Broadly, the developer raised two grounds to argue that the application should be approved, despite this failure:
Ground 1 – that, legally, the Court was not the ‘assessment manager’ for the purposes of section 65 of the Building Act, and so was not subject to the consent requirement; and
Ground 2 – that even if the consent requirement applied, the Court should exercise its discretion to excuse the developer’s failure to obtain the consents, because (in summary) the easements no longer had any utility, the proposed works were not inconsistent with the easements and the consent requirement should only be applied to give protection ‘as far as reasonable’.
The Court allowed the appeal and refused the development application, because of the developer’s failure to obtain consent from the easement holders.
In so doing, the Court commented that it would have approved the development application on the merits. However, the developer’s failure to obtain the easement holders’ consents was fatal, and the developer’s grounds were not sufficient to overcome this.
Importantly, the Court was not persuaded by either of the grounds raised by the developer.
Ground 1 – Assessment manager issue
The Court accepted the developer’s argument that, legally, the Court was not strictly the ‘assessment manager’.
However, after carefully reviewing the relevant legislative provisions, the Court considered the intent of the legislation was that the Court generally be bound by the same requirements as originally applied to the Council. Given this, the Court held that it was subject to section 65 of the Building Act, despite the developer’s technical argument.
Ground 2 – Excusal power
Unlike the Council, the Court has a discretion to excuse certain failures to comply with legislation. However, in this case, the Court considered that it would not be appropriate to exercise that discretion.
The Court characterised the consent requirement as a statutory right of the easement holders, that ‘should not lightly’ be interfered with (at [207]), and did not consider that its protection only went ‘as far as reasonable’, as argued by the developer.
The Court contrasted section 65 of the Building Act, which imposes an ‘absolute’ requirement to obtain consent, with section 263 of the former Sustainable Planning Act 2009 (Qld), which only required consent where (for a development application for a material change of use or reconfiguration of a lot) a development was inconsistent with the terms of an easement benefiting the subject land.
To explain this more stringent approach, the Court noted that building work, compared to other types of development, is inherently more likely to adversely affect the interests of an easement holder.

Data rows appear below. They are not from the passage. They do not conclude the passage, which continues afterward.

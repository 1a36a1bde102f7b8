//! Emissions calculation endpoint.

use axum::{extract::State, http::HeaderMap, Json};
use std::sync::Arc;

use crate::api::ApiJson;
use crate::app::AppState;
use crate::domain::{ActivityInput, EmissionsBreakdown};
use crate::error::ApiResult;
use crate::middleware::RequestIdExt;

/// Calculate the emissions breakdown for one activity submission.
///
/// POST /calculate
pub async fn calculate(
    headers: HeaderMap,
    State(state): State<Arc<AppState>>,
    ApiJson(input): ApiJson<ActivityInput>,
) -> ApiResult<Json<EmissionsBreakdown>> {
    let breakdown = state.calculator.calculate(&input)?;

    tracing::info!(
        request_id = headers.request_id(),
        travel_type = %input.travel_type,
        total_emission = breakdown.total_emission,
        "Calculated emissions"
    );

    Ok(Json(breakdown))
}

For example, while a change in use may have some impacts on an easement (eg by causing increased traffic), building work poses a greater risk of interference, due to the physical nature of the works.

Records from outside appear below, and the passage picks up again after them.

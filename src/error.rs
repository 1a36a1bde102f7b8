//! Unified API error handling
//!
//! Every failure leaves the service as `{"error": "<message>"}` with a 400
//! for caller mistakes or a 500 for upstream/infrastructure problems.

use axum::{
    extract::rejection::JsonRejection,
    http::StatusCode,
    response::{IntoResponse, Response},
    Json,
};
use serde::{Deserialize, Serialize};
use thiserror::Error;

use crate::domain::{MissingFieldError, RecommendationError, ValidationError};

#[derive(Debug, Error)]
pub enum ApiError {
    #[error("{0}")]
    BadRequest(String),

    #[error(transparent)]
    Validation(#[from] ValidationError),

    #[error(transparent)]
    MissingFields(#[from] MissingFieldError),

    #[error(transparent)]
    Recommendation(#[from] RecommendationError),

    #[error("Internal server error")]
    Internal(#[from] anyhow::Error),
}

#[derive(Debug, Serialize, Deserialize)]
pub struct ErrorResponse {
    pub error: String,
}

impl ApiError {
    pub fn status_code(&self) -> StatusCode {
        match self {
            Self::BadRequest(_) | Self::Validation(_) | Self::MissingFields(_) => {
                StatusCode::BAD_REQUEST
            }
            Self::Recommendation(_) | Self::Internal(_) => StatusCode::INTERNAL_SERVER_ERROR,
        }
    }

    fn public_message(&self) -> String {
        match self {
            // Don't leak internal error details
            Self::Internal(_) => "An internal error occurred".to_string(),
            other => other.to_string(),
        }
    }
}

impl From<JsonRejection> for ApiError {
    fn from(rejection: JsonRejection) -> Self {
        Self::BadRequest(format!("Invalid request body: {}", rejection.body_text()))
    }
}

impl IntoResponse for ApiError {
    fn into_response(self) -> Response {
        match &self {
            Self::Internal(e) => {
                tracing::error!(error = ?e, "Internal server error");
            }
            Self::Recommendation(e) => {
                tracing::error!(error = %e, "Recommendation failed");
            }
            _ => {
                tracing::warn!(error = %self, "API error");
            }
        }

        let status = self.status_code();
        let body = ErrorResponse {
            error: self.public_message(),
        };

        (status, Json(body)).into_response()
    }
}

pub type ApiResult<T> = Result<T, ApiError>;

#[cfg(test)]
mod tests {
    use super::*;

    #[test]
    fn client_errors_map_to_400() {
        let err: ApiError = ValidationError::NegativeQuantity {
            field: "distance",
            value: -1.0,
        }
        .into();
        assert_eq!(err.status_code(), StatusCode::BAD_REQUEST);
        assert_eq!(err.public_message(), "distance must be a non-negative number (got -1)");

        let err: ApiError = MissingFieldError {
            fields: vec!["shopping_emission"],
        }
        .into();
        assert_eq!(err.status_code(), StatusCode::BAD_REQUEST);
    }

    #[test]
    fn upstream_errors_map_to_500() {
        for e in [
            RecommendationError::AuthConfig("no key".into()),
            RecommendationError::Upstream("down".into()),
            RecommendationError::ResponseShape("garbled".into()),
        ] {
            assert_eq!(ApiError::from(e).status_code(), StatusCode::INTERNAL_SERVER_ERROR);
        }
    }

    #[test]
    fn internal_details_are_hidden() {
        let err = ApiError::Internal(anyhow::anyhow!("secret connection string"));
        assert_eq!(err.public_message(), "An internal error occurred");
    }
}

In refusing to exercise its discretion, the Court was also influenced by the fact that, since commencing the appeal, the developer had not obtained consent from the other easement holders or given them notice of its intention to seek to have the Court exercise its discretion.

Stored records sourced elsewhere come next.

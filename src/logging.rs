use crate::config::Environment;
use tracing_subscriber::{layer::SubscriberExt, util::SubscriberInitExt, EnvFilter};

/// Filter used when `RUST_LOG` is not set.
fn default_directives(env: &Environment) -> &'static str {
    match env {
        Environment::Dev => "ecotrack_backend=debug,tower_http=debug,info",
        Environment::Staging => "ecotrack_backend=debug,tower_http=info,info",
        Environment::Prod => "ecotrack_backend=info,tower_http=info,warn",
    }
}

/// Install the global subscriber: JSON lines in prod, pretty output elsewhere.
pub fn init_logging(env: &Environment) {
    let filter = EnvFilter::try_from_default_env()
        .unwrap_or_else(|_| EnvFilter::new(default_directives(env)));

    let verbose = env.is_dev();
    let fmt_layer = tracing_subscriber::fmt::layer()
        .with_target(true)
        .with_file(verbose)
        .with_line_number(verbose);

    let registry = tracing_subscriber::registry().with(filter);
    match env {
        Environment::Prod => registry.with(fmt_layer.json()).init(),
        Environment::Dev | Environment::Staging => registry.with(fmt_layer.pretty()).init(),
    }

    tracing::info!(env = ?env, "Logging initialized");
}

#[cfg(test)]
mod tests {
    use super::*;

    #[test]
    fn default_directives_parse() {
        for env in [Environment::Dev, Environment::Staging, Environment::Prod] {
            let directives = default_directives(&env);
            assert!(directives.starts_with("ecotrack_backend="));
            assert!(EnvFilter::try_new(directives).is_ok());
        }
    }
}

The case does not change the legal position, as the language of section 65 of the Building Act is clear.
However, the case provides a reminder of an important, and sometimes overlooked, requirement for development applications for building work. The outcome suggests that if consent is not obtained, it may be difficult to satisfy the Court to excuse the noncompliance.
Particular care is needed because it is fairly common for land to be subject to easements which might, ordinarily, not be considered to be relevant to building work. For example, if building work is proposed on one part of a site, and another part of the site is subject to a drainage easement, there will usually be no risk of the work impacting on the easement.
However, the relatively strict approach taken in this case shows that it is not safe for a developer to merely assume that because the easement will not be affected by the work, that consent is not required.